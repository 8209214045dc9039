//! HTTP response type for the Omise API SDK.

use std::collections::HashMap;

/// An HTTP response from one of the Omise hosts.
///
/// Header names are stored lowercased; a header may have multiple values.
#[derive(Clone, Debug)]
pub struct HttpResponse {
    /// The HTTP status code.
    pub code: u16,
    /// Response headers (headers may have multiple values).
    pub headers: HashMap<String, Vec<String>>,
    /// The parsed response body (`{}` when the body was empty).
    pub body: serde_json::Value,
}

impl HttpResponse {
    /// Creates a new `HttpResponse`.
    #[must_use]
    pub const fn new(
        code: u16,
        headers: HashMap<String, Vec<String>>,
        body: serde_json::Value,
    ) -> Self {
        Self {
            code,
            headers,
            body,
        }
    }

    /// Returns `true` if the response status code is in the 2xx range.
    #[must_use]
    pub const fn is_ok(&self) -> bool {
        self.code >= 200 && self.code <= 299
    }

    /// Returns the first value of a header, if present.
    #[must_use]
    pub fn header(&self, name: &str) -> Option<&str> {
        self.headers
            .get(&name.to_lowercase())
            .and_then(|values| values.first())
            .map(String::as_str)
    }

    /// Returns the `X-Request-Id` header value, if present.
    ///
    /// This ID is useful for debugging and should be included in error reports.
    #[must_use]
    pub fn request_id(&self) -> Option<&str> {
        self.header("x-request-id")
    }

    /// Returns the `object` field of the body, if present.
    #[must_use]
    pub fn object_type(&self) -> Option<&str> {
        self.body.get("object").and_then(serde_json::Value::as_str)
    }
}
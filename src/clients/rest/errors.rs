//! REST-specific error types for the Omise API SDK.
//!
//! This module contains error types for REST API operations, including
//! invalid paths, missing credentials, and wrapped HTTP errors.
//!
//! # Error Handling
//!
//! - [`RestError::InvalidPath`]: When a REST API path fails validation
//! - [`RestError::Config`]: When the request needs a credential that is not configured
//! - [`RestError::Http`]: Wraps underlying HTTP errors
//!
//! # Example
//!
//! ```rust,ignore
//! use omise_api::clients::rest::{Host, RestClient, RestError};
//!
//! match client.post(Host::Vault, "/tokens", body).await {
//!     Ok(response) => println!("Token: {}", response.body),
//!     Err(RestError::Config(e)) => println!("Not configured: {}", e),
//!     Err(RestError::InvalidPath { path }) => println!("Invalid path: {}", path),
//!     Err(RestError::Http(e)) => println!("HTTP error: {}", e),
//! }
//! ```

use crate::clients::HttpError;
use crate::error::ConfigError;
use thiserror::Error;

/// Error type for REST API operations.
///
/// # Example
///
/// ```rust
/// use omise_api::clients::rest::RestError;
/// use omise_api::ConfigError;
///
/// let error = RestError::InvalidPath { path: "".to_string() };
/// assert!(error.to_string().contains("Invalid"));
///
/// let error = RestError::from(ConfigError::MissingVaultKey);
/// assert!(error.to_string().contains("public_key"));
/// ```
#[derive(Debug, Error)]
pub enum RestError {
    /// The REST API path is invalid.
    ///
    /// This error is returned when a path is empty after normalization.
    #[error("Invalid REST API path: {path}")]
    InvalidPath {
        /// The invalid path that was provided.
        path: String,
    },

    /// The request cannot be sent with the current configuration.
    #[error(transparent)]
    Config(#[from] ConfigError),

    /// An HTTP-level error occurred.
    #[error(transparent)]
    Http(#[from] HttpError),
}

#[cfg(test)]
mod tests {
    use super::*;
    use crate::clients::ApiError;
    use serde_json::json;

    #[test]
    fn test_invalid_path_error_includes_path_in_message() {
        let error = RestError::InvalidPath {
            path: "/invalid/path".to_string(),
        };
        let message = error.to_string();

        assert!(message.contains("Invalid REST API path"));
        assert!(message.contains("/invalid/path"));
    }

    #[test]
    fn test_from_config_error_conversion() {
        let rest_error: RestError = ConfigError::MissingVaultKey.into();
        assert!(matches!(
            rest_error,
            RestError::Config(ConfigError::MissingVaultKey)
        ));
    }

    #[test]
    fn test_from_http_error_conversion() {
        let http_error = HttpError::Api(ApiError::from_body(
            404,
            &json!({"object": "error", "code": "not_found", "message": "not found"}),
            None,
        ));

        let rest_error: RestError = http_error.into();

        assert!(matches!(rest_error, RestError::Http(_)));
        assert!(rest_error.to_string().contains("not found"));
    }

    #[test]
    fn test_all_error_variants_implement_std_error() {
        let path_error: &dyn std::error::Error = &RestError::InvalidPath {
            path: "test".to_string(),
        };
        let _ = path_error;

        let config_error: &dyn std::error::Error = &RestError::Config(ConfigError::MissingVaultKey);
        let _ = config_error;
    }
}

▶ **TASK PROMPT**
Tally the lines in the records above that contain the string "code" and report only the tally.

▶ **WRITTEN SOLUTION**
7